__To do__
If a line contains the word "false", include it in the count; state how many such lines the listing has and nothing else.

__Data extract__
☆ ☆ ☆ ☆

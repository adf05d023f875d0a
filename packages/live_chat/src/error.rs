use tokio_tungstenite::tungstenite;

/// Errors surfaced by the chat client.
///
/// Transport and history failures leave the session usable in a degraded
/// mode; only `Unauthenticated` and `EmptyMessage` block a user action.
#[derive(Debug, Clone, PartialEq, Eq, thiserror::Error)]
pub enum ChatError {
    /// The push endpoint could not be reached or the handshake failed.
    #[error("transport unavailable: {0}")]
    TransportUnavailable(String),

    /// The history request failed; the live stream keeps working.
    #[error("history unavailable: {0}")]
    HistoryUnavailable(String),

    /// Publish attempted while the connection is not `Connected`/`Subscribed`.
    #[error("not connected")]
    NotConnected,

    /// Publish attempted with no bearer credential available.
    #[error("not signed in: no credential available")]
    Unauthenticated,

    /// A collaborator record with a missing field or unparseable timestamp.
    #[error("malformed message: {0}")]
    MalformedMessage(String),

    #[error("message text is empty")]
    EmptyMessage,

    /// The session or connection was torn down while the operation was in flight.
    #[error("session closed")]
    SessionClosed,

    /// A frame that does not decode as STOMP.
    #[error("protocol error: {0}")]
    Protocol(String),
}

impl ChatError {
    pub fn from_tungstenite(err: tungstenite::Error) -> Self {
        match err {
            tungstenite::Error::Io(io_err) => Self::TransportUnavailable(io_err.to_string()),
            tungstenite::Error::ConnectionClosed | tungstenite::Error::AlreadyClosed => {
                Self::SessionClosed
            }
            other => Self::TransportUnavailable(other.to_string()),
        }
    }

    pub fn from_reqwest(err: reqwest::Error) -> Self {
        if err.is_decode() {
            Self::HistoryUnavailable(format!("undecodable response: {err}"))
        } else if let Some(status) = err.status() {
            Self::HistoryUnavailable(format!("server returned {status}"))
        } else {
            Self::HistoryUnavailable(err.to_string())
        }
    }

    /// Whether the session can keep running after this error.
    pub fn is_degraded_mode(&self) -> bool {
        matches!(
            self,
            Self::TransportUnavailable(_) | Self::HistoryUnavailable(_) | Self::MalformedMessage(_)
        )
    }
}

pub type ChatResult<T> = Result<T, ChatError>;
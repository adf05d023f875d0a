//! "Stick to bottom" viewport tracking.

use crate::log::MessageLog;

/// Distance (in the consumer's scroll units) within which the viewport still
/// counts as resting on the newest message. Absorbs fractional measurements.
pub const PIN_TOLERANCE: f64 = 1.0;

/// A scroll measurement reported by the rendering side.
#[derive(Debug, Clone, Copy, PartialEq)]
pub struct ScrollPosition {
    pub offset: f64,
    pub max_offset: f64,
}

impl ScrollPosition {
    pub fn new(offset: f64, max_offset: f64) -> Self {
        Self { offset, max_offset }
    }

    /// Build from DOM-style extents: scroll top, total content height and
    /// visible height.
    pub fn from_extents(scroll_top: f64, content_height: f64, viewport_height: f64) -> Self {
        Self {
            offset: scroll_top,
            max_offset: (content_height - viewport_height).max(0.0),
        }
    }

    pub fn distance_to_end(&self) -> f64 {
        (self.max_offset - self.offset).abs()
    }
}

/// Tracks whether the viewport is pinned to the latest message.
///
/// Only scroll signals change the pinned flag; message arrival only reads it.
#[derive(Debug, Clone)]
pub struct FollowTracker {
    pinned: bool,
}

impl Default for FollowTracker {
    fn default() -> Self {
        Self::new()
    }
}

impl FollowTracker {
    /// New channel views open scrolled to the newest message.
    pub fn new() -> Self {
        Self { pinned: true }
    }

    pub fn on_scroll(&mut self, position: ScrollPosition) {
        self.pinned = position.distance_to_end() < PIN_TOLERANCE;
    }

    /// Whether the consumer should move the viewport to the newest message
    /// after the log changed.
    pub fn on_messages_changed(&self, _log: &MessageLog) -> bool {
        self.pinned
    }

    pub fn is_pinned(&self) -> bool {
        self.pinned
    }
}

☆ ☆ ☆ ☆

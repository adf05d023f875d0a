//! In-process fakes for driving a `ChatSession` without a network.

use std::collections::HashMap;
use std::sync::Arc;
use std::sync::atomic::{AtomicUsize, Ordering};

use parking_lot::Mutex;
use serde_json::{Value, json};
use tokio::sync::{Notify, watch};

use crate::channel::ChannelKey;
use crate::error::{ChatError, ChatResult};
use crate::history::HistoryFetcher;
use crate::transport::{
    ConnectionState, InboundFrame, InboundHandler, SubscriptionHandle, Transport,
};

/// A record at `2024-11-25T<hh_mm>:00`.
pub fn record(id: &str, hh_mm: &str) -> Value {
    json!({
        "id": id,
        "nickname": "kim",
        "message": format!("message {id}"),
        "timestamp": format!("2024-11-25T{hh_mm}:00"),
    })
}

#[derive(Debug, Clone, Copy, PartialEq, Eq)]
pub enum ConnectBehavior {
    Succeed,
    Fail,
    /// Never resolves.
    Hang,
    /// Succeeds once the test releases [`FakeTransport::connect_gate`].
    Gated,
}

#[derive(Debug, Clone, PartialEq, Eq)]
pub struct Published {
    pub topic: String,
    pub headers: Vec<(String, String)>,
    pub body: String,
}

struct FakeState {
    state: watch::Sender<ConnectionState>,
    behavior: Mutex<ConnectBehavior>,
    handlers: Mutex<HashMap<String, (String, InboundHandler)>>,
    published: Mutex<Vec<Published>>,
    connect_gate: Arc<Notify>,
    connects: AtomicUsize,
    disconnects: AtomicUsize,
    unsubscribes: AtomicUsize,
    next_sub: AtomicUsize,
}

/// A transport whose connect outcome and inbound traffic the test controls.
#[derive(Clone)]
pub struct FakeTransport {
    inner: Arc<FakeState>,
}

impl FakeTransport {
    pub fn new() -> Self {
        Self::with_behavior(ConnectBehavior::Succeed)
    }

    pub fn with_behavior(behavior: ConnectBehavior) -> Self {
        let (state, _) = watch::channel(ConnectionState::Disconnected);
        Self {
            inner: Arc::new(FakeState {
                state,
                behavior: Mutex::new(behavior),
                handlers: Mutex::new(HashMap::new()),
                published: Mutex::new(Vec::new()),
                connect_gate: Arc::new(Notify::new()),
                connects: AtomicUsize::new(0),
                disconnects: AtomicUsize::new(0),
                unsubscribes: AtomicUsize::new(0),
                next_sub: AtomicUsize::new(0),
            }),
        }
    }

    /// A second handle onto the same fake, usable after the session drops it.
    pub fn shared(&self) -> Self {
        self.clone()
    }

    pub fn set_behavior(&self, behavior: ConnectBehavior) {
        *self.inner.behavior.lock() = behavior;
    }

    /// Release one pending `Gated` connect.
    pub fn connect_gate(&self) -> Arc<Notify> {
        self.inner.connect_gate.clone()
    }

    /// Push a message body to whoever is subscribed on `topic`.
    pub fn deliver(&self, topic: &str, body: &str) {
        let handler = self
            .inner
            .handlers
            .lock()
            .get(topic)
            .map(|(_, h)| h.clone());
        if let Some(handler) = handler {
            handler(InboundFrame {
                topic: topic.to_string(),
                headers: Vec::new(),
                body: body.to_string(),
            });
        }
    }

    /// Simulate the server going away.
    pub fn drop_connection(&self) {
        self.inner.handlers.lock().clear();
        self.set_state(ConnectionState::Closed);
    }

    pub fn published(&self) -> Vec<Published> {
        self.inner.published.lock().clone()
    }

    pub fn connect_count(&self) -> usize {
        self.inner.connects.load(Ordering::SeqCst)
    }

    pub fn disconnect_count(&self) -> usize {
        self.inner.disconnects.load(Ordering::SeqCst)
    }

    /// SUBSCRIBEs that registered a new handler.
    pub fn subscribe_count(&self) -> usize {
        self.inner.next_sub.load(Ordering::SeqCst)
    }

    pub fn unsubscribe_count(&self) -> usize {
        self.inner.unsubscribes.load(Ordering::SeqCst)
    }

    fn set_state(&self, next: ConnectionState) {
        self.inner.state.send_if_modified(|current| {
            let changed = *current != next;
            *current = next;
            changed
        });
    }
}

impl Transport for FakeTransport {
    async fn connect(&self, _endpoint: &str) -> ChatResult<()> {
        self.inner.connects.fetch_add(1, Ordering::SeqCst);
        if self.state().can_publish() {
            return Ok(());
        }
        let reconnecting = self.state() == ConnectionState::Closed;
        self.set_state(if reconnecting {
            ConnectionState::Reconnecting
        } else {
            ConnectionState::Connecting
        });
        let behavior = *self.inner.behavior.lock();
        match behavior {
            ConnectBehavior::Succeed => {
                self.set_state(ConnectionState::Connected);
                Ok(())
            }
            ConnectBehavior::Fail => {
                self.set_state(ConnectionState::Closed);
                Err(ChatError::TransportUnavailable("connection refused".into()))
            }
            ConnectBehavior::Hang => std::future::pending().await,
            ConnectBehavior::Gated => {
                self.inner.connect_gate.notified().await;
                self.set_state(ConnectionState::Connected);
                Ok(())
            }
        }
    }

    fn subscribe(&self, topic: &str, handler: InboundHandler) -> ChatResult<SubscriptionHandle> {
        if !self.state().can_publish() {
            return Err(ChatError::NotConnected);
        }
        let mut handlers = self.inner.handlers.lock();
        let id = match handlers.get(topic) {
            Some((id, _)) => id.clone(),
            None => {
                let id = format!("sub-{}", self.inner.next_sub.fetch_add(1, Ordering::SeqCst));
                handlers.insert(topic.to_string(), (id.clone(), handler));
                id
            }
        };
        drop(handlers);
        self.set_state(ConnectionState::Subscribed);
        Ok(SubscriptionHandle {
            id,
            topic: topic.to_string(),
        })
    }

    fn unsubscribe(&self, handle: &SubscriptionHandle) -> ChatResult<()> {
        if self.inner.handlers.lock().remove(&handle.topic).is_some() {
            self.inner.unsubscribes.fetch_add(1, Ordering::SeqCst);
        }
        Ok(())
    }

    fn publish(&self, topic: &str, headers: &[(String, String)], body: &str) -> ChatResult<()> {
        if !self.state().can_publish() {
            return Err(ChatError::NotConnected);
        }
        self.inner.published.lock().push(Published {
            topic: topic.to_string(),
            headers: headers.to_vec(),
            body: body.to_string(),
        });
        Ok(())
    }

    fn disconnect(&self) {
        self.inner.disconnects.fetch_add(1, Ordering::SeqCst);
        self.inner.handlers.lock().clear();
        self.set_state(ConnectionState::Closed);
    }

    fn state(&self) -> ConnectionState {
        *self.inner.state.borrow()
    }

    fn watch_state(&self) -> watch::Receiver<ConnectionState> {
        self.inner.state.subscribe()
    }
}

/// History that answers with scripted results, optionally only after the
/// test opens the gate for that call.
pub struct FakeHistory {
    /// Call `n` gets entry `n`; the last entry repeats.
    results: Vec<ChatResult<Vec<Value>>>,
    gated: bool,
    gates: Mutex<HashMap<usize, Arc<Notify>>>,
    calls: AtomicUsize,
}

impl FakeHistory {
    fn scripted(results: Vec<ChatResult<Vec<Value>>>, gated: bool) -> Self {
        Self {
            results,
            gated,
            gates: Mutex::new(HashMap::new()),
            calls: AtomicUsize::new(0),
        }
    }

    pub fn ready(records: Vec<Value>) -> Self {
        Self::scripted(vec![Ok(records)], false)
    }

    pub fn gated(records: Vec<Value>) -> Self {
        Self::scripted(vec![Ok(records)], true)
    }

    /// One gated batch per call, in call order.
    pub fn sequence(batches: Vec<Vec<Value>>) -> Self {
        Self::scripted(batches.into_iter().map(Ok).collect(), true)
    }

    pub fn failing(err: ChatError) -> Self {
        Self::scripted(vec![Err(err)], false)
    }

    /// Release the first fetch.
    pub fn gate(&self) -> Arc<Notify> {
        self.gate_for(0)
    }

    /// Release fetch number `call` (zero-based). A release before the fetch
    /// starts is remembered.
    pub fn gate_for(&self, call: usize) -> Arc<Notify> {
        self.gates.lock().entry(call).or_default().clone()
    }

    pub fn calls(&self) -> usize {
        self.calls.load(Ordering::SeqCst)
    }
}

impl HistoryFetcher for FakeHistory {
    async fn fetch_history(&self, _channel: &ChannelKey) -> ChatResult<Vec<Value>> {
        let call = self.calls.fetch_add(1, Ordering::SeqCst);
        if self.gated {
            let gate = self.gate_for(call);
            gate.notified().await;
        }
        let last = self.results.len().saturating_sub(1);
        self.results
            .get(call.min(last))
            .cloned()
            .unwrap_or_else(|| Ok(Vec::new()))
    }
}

☆ ☆ ☆ ☆

__Response to this exercise__
2